**How to complete this task**
Your job is to return every line in the data holding the string "reserved".

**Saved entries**
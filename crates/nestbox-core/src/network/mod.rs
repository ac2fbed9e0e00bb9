//! Container networking primitives.
//!
//! Every container is attached to one host-wide bridge through a veth pair:
//! the host end stays on the bridge, the peer end is moved into the
//! container's network namespace and configured from inside it. Addresses
//! come from a single /24 whose first host address belongs to the bridge.

pub mod child;
pub mod driver;
pub mod ipam;

use std::net::Ipv4Addr;

use nestbox_common::constants::MAX_IFNAME_LEN;
use nestbox_common::types::ContainerId;
use serde::{Deserialize, Serialize};

pub use driver::{IpCommand, NetworkDriver};
pub use ipam::IpPool;

/// Names of the two ends of a container's veth pair.
#[derive(Debug, Clone, PartialEq, Eq, Serialize, Deserialize)]
pub struct VethPair {
    /// End attached to the bridge in the host namespace.
    pub host: String,
    /// End moved into the container namespace.
    pub peer: String,
}

impl VethPair {
    /// Derives interface names from the container id.
    ///
    /// Only the first eight id characters are used so both names fit the
    /// kernel's 15 character limit.
    #[must_use]
    pub fn for_container(id: &ContainerId) -> Self {
        let fragment = id.iface_fragment();
        Self {
            host: ifname(&format!("veth{fragment}")),
            peer: ifname(&format!("vethc{fragment}")),
        }
    }
}

fn ifname(name: &str) -> String {
    name.chars().take(MAX_IFNAME_LEN).collect()
}

/// What the isolated child needs to configure its own interface.
#[derive(Debug, Clone, PartialEq, Eq, Serialize, Deserialize)]
pub struct NetworkAssignment {
    /// Name the peer had when it was moved into the namespace.
    pub interface: String,
    /// Address assigned to the container.
    pub address: Ipv4Addr,
    /// Subnet prefix length.
    pub prefix_len: u8,
    /// Default gateway, the bridge address.
    pub gateway: Ipv4Addr,
}

impl NetworkAssignment {
    /// The container address in CIDR notation.
    #[must_use]
    pub fn cidr(&self) -> String {
        format!("{}/{}", self.address, self.prefix_len)
    }
}

#[cfg(test)]
mod tests {
    use super::*;

    #[test]
    fn veth_names_fit_interface_limit() {
        let id = ContainerId::new("deadbeefcafebabe0123456789abcdef");
        let pair = VethPair::for_container(&id);
        assert_eq!(pair.host, "vethdeadbeef");
        assert_eq!(pair.peer, "vethcdeadbeef");
        assert!(pair.host.len() <= MAX_IFNAME_LEN);
        assert!(pair.peer.len() <= MAX_IFNAME_LEN);
    }

    #[test]
    fn short_ids_produce_short_names() {
        let pair = VethPair::for_container(&ContainerId::new("ab"));
        assert_eq!(pair.host, "vethab");
        assert_eq!(pair.peer, "vethcab");
    }

    #[test]
    fn assignment_cidr() {
        let a = NetworkAssignment {
            interface: "vethc1".into(),
            address: Ipv4Addr::new(10, 0, 0, 7),
            prefix_len: 24,
            gateway: Ipv4Addr::new(10, 0, 0, 1),
        };
        assert_eq!(a.cidr(), "10.0.0.7/24");
    }
}
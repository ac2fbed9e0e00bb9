//! System-wide constants and default paths.

use std::net::Ipv4Addr;
use std::time::Duration;

/// Default base directory for Nestbox state, logs, and the IP pool.
pub const DEFAULT_STATE_DIR: &str = "/var/lib/nestbox";

/// Default parent cgroup shared by every container scope.
pub const DEFAULT_CGROUP_ROOT: &str = "/sys/fs/cgroup/nestbox";

/// Subdirectory of the state directory holding one record file per container.
pub const CONTAINERS_DIR: &str = "containers";

/// Subdirectory of the state directory holding one log file per container.
pub const LOGS_DIR: &str = "logs";

/// File name of the persisted IP pool.
pub const IPAM_FILE: &str = "ipam.json";

/// Name of the host-wide bridge interface.
pub const BRIDGE_NAME: &str = "nestbox0";

/// Base address of the subnet reserved for containers.
pub const SUBNET_BASE: Ipv4Addr = Ipv4Addr::new(10, 0, 0, 0);

/// Prefix length of the container subnet.
pub const SUBNET_PREFIX_LEN: u8 = 24;

/// Host octet reserved for the bridge address.
pub const BRIDGE_HOST_OCTET: u8 = 1;

/// First host octet handed out to containers.
pub const FIRST_CONTAINER_OCTET: u8 = 2;

/// Last host octet handed out to containers.
pub const LAST_CONTAINER_OCTET: u8 = 254;

/// Kernel limit on network interface name length (`IFNAMSIZ - 1`).
pub const MAX_IFNAME_LEN: usize = 15;

/// Number of container id characters embedded in veth names.
pub const VETH_ID_CHARS: usize = 8;

/// Hard cap on the number of processes in every container.
pub const DEFAULT_PIDS_MAX: u64 = 20;

/// CPU bandwidth period written to `cpu.max`, in microseconds.
pub const CPU_PERIOD_US: u64 = 100_000;

/// Smallest quota the kernel accepts in `cpu.max`, in microseconds.
pub const CPU_MIN_QUOTA_US: u64 = 1_000;

/// Hostname set inside every container's UTS namespace.
pub const DEFAULT_HOSTNAME: &str = "nestbox";

/// Grace period between SIGTERM and SIGKILL for `stop`.
pub const STOP_GRACE_PERIOD: Duration = Duration::from_secs(2);

/// Grace period between SIGTERM and SIGKILL when a foreground run is interrupted.
pub const INTERRUPT_GRACE_PERIOD: Duration = Duration::from_millis(500);

/// Interval between liveness checks while waiting for a process to exit.
pub const POLL_INTERVAL: Duration = Duration::from_millis(100);

/// `PATH` given to the command inside the container.
pub const CONTAINER_PATH_ENV: &str = "/usr/local/sbin:/usr/local/bin:/usr/sbin:/usr/bin:/sbin:/bin";

/// Number of id characters shown by listings and messages.
pub const SHORT_ID_LEN: usize = 12;
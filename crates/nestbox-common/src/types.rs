//! Domain primitive types used across the Nestbox workspace.

use std::fmt;
use std::path::{Component, Path, PathBuf};

use serde::{Deserialize, Serialize};

use crate::constants::{SHORT_ID_LEN, VETH_ID_CHARS};
use crate::error::{NestboxError, Result};
use crate::limits::{CpuLimit, MemoryLimit};

/// Unique identifier for a container instance.
///
/// Generated ids are 32 lowercase hex characters, so any prefix of them is
/// usable both for lookups and for deriving interface names.
#[derive(Debug, Clone, PartialEq, Eq, PartialOrd, Ord, Hash, Serialize, Deserialize)]
#[serde(transparent)]
pub struct ContainerId(String);

impl ContainerId {
    /// Creates a new container ID from a string value.
    #[must_use]
    pub fn new(id: impl Into<String>) -> Self {
        Self(id.into())
    }

    /// Generates a random container ID.
    #[must_use]
    pub fn generate() -> Self {
        Self(uuid::Uuid::new_v4().simple().to_string())
    }

    /// Returns the inner string representation.
    #[must_use]
    pub fn as_str(&self) -> &str {
        &self.0
    }

    /// Abbreviated form used in listings and messages.
    #[must_use]
    pub fn short(&self) -> &str {
        prefix(&self.0, SHORT_ID_LEN)
    }

    /// Prefix embedded in interface names.
    ///
    /// Two ids sharing this prefix produce colliding veth names; with random
    /// hex ids this is accepted rather than prevented.
    #[must_use]
    pub fn iface_fragment(&self) -> &str {
        prefix(&self.0, VETH_ID_CHARS)
    }
}

fn prefix(s: &str, n: usize) -> &str {
    s.char_indices().nth(n).map_or(s, |(i, _)| &s[..i])
}

impl fmt::Display for ContainerId {
    fn fmt(&self, f: &mut fmt::Formatter<'_>) -> fmt::Result {
        write!(f, "{}", self.0)
    }
}

/// Lifecycle status of a container.
///
/// `Running` is the only non-terminal status; a record never moves back to
/// it once it has become `Stopped` or `Exited`.
#[derive(Debug, Clone, Copy, PartialEq, Eq, Hash, Serialize, Deserialize)]
#[serde(rename_all = "lowercase")]
pub enum ContainerStatus {
    /// The isolated process is believed to be alive.
    Running,
    /// The container was stopped on request.
    Stopped,
    /// The isolated process ended on its own.
    Exited,
}

impl ContainerStatus {
    /// Whether the status is final.
    #[must_use]
    pub const fn is_terminal(self) -> bool {
        !matches!(self, Self::Running)
    }

    /// Whether moving from `self` to `next` is a legal transition.
    #[must_use]
    pub const fn can_transition_to(self, next: Self) -> bool {
        matches!(
            (self, next),
            (Self::Running, Self::Stopped | Self::Exited | Self::Running)
                | (Self::Stopped, Self::Stopped)
                | (Self::Exited, Self::Exited)
        )
    }
}

impl fmt::Display for ContainerStatus {
    fn fmt(&self, f: &mut fmt::Formatter<'_>) -> fmt::Result {
        match self {
            Self::Running => write!(f, "running"),
            Self::Stopped => write!(f, "stopped"),
            Self::Exited => write!(f, "exited"),
        }
    }
}

/// Resource limits for a container.
///
/// The process-count cap is not part of this type: every container gets
/// the runtime's fixed `pids.max`.
#[derive(Debug, Clone, Copy, Default, PartialEq, Eq, Serialize, Deserialize)]
pub struct ResourceLimits {
    /// CPU bandwidth limit.
    pub cpu: CpuLimit,
    /// Memory ceiling.
    pub memory: MemoryLimit,
}

impl ResourceLimits {
    /// Parses optional CPU and memory limit strings; absent means unlimited.
    ///
    /// # Errors
    ///
    /// Returns [`NestboxError::InvalidInput`] if either string is malformed.
    pub fn parse(cpu: Option<&str>, memory: Option<&str>) -> Result<Self> {
        Ok(Self {
            cpu: cpu.map(CpuLimit::parse).transpose()?.unwrap_or_default(),
            memory: memory
                .map(MemoryLimit::parse)
                .transpose()?
                .unwrap_or_default(),
        })
    }
}

/// A host path bind-mounted into the container.
#[derive(Debug, Clone, PartialEq, Eq, Serialize, Deserialize)]
pub struct VolumeSpec {
    /// Existing file or directory on the host.
    pub host_path: PathBuf,
    /// Absolute path inside the container's root filesystem.
    pub container_path: PathBuf,
}

impl VolumeSpec {
    /// Parses a `host:container` mapping.
    ///
    /// # Errors
    ///
    /// Returns [`NestboxError::InvalidInput`] if the spec does not have
    /// exactly two non-empty parts, or the container path is relative or
    /// leaves the root filesystem.
    pub fn parse(spec: &str) -> Result<Self> {
        let parts: Vec<&str> = spec.split(':').map(str::trim).collect();
        let [host, container] = parts.as_slice() else {
            return Err(NestboxError::invalid(format!(
                "invalid volume format: {spec} (expected host:container)"
            )));
        };
        if host.is_empty() || container.is_empty() {
            return Err(NestboxError::invalid(format!(
                "invalid volume format: {spec} (host and container paths cannot be empty)"
            )));
        }
        let vol = Self {
            host_path: PathBuf::from(host),
            container_path: PathBuf::from(container),
        };
        vol.check_container_path()?;
        Ok(vol)
    }

    /// Checks everything that can be checked without touching the
    /// container: the container path is absolute and the host path exists.
    ///
    /// # Errors
    ///
    /// Returns [`NestboxError::InvalidInput`] describing the first problem.
    pub fn validate(&self) -> Result<()> {
        self.check_container_path()?;
        if !self.host_path.exists() {
            return Err(NestboxError::invalid(format!(
                "host path does not exist: {}",
                self.host_path.display()
            )));
        }
        Ok(())
    }

    fn check_container_path(&self) -> Result<()> {
        let path = &self.container_path;
        if !path.is_absolute() {
            return Err(NestboxError::invalid(format!(
                "container path must be absolute: {}",
                path.display()
            )));
        }
        let escapes = path.components().any(|c| c == Component::ParentDir);
        if escapes || path.parent().is_none() {
            return Err(NestboxError::invalid(format!(
                "container path must name a location below /: {}",
                path.display()
            )));
        }
        Ok(())
    }

    /// Mount point of this volume below `rootfs`.
    #[must_use]
    pub fn mount_point(&self, rootfs: &Path) -> PathBuf {
        let relative = self
            .container_path
            .strip_prefix("/")
            .unwrap_or(&self.container_path);
        rootfs.join(relative)
    }
}

impl fmt::Display for VolumeSpec {
    fn fmt(&self, f: &mut fmt::Formatter<'_>) -> fmt::Result {
        write!(
            f,
            "{}:{}",
            self.host_path.display(),
            self.container_path.display()
        )
    }
}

**Reply**
/// Base address of the subnet reserved for containers.
/// Host octet reserved for the bridge address.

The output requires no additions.